[Source data]
******************************

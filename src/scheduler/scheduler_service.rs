use std::sync::{Mutex, Weak};
use std::time::Duration;

use log::debug;
use rand::Rng;
use tokio::task::JoinHandle;
use tokio::time::interval;

use super::scheduler_constants::{PULSE_INTERVAL_SECS, PULSE_PROBABILITY, REFRESH_INTERVAL_SECS};
use super::scheduler_model::RefreshState;
use super::scheduler_traits::SchedulerHooks;
use crate::market_data::{Connectivity, Provenance};

/// Refresh-scheduling state machine.
///
/// Every transition into a scheduled state aborts the previously armed
/// timer tasks before arming new ones; re-arming without cancellation
/// would accumulate timers across refresh cycles.
pub struct RefreshScheduler {
    hooks: Weak<dyn SchedulerHooks>,
    refresh_interval: Duration,
    pulse_interval: Duration,
    pulse_probability: f64,
    inner: Mutex<SchedulerInner>,
}

#[derive(Default)]
struct SchedulerInner {
    state: RefreshState,
    refresh_task: Option<JoinHandle<()>>,
    pulse_task: Option<JoinHandle<()>>,
}

impl RefreshScheduler {
    pub fn new(hooks: Weak<dyn SchedulerHooks>) -> Self {
        Self::with_intervals(
            hooks,
            Duration::from_secs(REFRESH_INTERVAL_SECS),
            Duration::from_secs(PULSE_INTERVAL_SECS),
        )
    }

    pub fn with_intervals(
        hooks: Weak<dyn SchedulerHooks>,
        refresh_interval: Duration,
        pulse_interval: Duration,
    ) -> Self {
        RefreshScheduler {
            hooks,
            refresh_interval,
            pulse_interval,
            pulse_probability: PULSE_PROBABILITY,
            inner: Mutex::new(SchedulerInner::default()),
        }
    }

    #[cfg(test)]
    fn set_pulse_probability(&mut self, probability: f64) {
        self.pulse_probability = probability;
    }

    pub fn state(&self) -> RefreshState {
        self.inner.lock().unwrap().state
    }

    /// Enter the scheduled state matching the acquisition provenance.
    pub fn transition(&self, provenance: Provenance) {
        let mut inner = self.inner.lock().unwrap();
        Self::cancel_timers(&mut inner);

        inner.pulse_task = Some(self.spawn_pulse_task());
        inner.state = match provenance {
            Provenance::Local => RefreshState::ScheduledLocal,
            Provenance::Remote => {
                inner.refresh_task = Some(self.spawn_refresh_task());
                RefreshState::ScheduledRemote
            }
        };
        debug!("scheduler entered {:?}", inner.state);
    }

    /// Cancel all timers and return to idle.
    pub fn shutdown(&self) {
        let mut inner = self.inner.lock().unwrap();
        Self::cancel_timers(&mut inner);
        inner.state = RefreshState::Idle;
    }

    fn cancel_timers(inner: &mut SchedulerInner) {
        if let Some(task) = inner.refresh_task.take() {
            task.abort();
        }
        if let Some(task) = inner.pulse_task.take() {
            task.abort();
        }
    }

    fn spawn_refresh_task(&self) -> JoinHandle<()> {
        let hooks = self.hooks.clone();
        let period = self.refresh_interval;
        tokio::spawn(async move {
            let mut ticker = interval(period);
            ticker.tick().await; // completes immediately
            loop {
                ticker.tick().await;
                let Some(hooks) = hooks.upgrade() else { break };
                if hooks.connectivity() == Connectivity::Online {
                    hooks.scheduled_refresh().await;
                }
            }
        })
    }

    fn spawn_pulse_task(&self) -> JoinHandle<()> {
        let hooks = self.hooks.clone();
        let period = self.pulse_interval;
        let probability = self.pulse_probability;
        tokio::spawn(async move {
            let mut ticker = interval(period);
            ticker.tick().await;
            loop {
                ticker.tick().await;
                let Some(hooks) = hooks.upgrade() else { break };
                let picked = sample_pulse_ids(hooks.displayed_coin_ids(), probability);
                if !picked.is_empty() {
                    hooks.pulse(&picked);
                }
            }
        })
    }
}

impl Drop for RefreshScheduler {
    fn drop(&mut self) {
        if let Ok(mut inner) = self.inner.lock() {
            Self::cancel_timers(&mut inner);
        }
    }
}

/// Independently keep each id with the given probability.
fn sample_pulse_ids(ids: Vec<String>, probability: f64) -> Vec<String> {
    let mut rng = rand::thread_rng();
    ids.into_iter()
        .filter(|_| rng.gen::<f64>() < probability)
        .collect()
}

#[cfg(test)]
mod tests {
    use super::*;
    use async_trait::async_trait;
    use std::sync::atomic::{AtomicUsize, Ordering};
    use std::sync::Arc;

    struct CountingHooks {
        refreshes: AtomicUsize,
        pulses: AtomicUsize,
        connectivity: Mutex<Connectivity>,
        displayed: Vec<String>,
    }

    impl CountingHooks {
        fn new(displayed: Vec<String>) -> Arc<Self> {
            Arc::new(CountingHooks {
                refreshes: AtomicUsize::new(0),
                pulses: AtomicUsize::new(0),
                connectivity: Mutex::new(Connectivity::Online),
                displayed,
            })
        }
    }

    #[async_trait]
    impl SchedulerHooks for CountingHooks {
        fn connectivity(&self) -> Connectivity {
            *self.connectivity.lock().unwrap()
        }

        fn displayed_coin_ids(&self) -> Vec<String> {
            self.displayed.clone()
        }

        async fn scheduled_refresh(&self) {
            self.refreshes.fetch_add(1, Ordering::SeqCst);
        }

        fn pulse(&self, coin_ids: &[String]) {
            self.pulses.fetch_add(coin_ids.len(), Ordering::SeqCst);
        }
    }

    fn scheduler_for(hooks: &Arc<CountingHooks>) -> RefreshScheduler {
        let weak: Weak<dyn SchedulerHooks> = Arc::<CountingHooks>::downgrade(hooks);
        RefreshScheduler::with_intervals(
            weak,
            Duration::from_millis(100),
            Duration::from_secs(3600),
        )
    }

    #[test]
    fn sampling_honors_probability_extremes() {
        let ids = vec!["a".to_string(), "b".to_string(), "c".to_string()];
        assert!(sample_pulse_ids(ids.clone(), 0.0).is_empty());
        assert_eq!(sample_pulse_ids(ids.clone(), 1.1).len(), ids.len());
    }

    #[tokio::test(start_paused = true)]
    async fn transitions_track_provenance() {
        let hooks = CountingHooks::new(Vec::new());
        let scheduler = scheduler_for(&hooks);
        assert_eq!(scheduler.state(), RefreshState::Idle);

        scheduler.transition(Provenance::Local);
        assert_eq!(scheduler.state(), RefreshState::ScheduledLocal);

        scheduler.transition(Provenance::Remote);
        assert_eq!(scheduler.state(), RefreshState::ScheduledRemote);

        scheduler.shutdown();
        assert_eq!(scheduler.state(), RefreshState::Idle);
    }

    #[tokio::test(start_paused = true)]
    async fn repeated_transitions_do_not_accumulate_timers() {
        let hooks = CountingHooks::new(Vec::new());
        let scheduler = scheduler_for(&hooks);

        // Arm three times in a row; only the last set may survive.
        scheduler.transition(Provenance::Remote);
        scheduler.transition(Provenance::Remote);
        scheduler.transition(Provenance::Remote);

        tokio::time::sleep(Duration::from_millis(250)).await;
        assert_eq!(hooks.refreshes.load(Ordering::SeqCst), 2);
    }

    #[tokio::test(start_paused = true)]
    async fn local_state_never_refreshes() {
        let hooks = CountingHooks::new(Vec::new());
        let scheduler = scheduler_for(&hooks);
        scheduler.transition(Provenance::Local);

        tokio::time::sleep(Duration::from_millis(500)).await;
        assert_eq!(hooks.refreshes.load(Ordering::SeqCst), 0);
    }

    #[tokio::test(start_paused = true)]
    async fn pulse_timer_fires_and_stops_on_shutdown() {
        let hooks = CountingHooks::new(vec!["bitcoin".to_string(), "ethereum".to_string()]);
        let weak: Weak<dyn SchedulerHooks> = Arc::<CountingHooks>::downgrade(&hooks);
        let mut scheduler = RefreshScheduler::with_intervals(
            weak,
            Duration::from_secs(3600),
            Duration::from_millis(100),
        );
        scheduler.set_pulse_probability(1.0);
        scheduler.transition(Provenance::Local);

        // Two ticks elapse, each pulsing both displayed coins.
        tokio::time::sleep(Duration::from_millis(250)).await;
        assert_eq!(hooks.pulses.load(Ordering::SeqCst), 4);

        scheduler.shutdown();
        tokio::time::sleep(Duration::from_millis(500)).await;
        assert_eq!(hooks.pulses.load(Ordering::SeqCst), 4);
    }

    #[tokio::test(start_paused = true)]
    async fn offline_suppresses_scheduled_refresh() {
        let hooks = CountingHooks::new(Vec::new());
        let scheduler = scheduler_for(&hooks);
        scheduler.transition(Provenance::Remote);
        *hooks.connectivity.lock().unwrap() = Connectivity::Offline;

        tokio::time::sleep(Duration::from_millis(250)).await;
        assert_eq!(hooks.refreshes.load(Ordering::SeqCst), 0);
    }
}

******************************

=== Assigned task ===
Copy out the entries exactly. Begin at the first line and end with the line that has "use super::scheduler_model::RefreshState;".

=== Solution to this exercise ===
filename src/scheduler/scheduler_service.rs
use std::sync::{Mutex, Weak};
use std::time::Duration;

use log::debug;
use rand::Rng;
use tokio::task::JoinHandle;
use tokio::time::interval;

use super::scheduler_constants::{PULSE_INTERVAL_SECS, PULSE_PROBABILITY, REFRESH_INTERVAL_SECS};
use super::scheduler_model::RefreshState;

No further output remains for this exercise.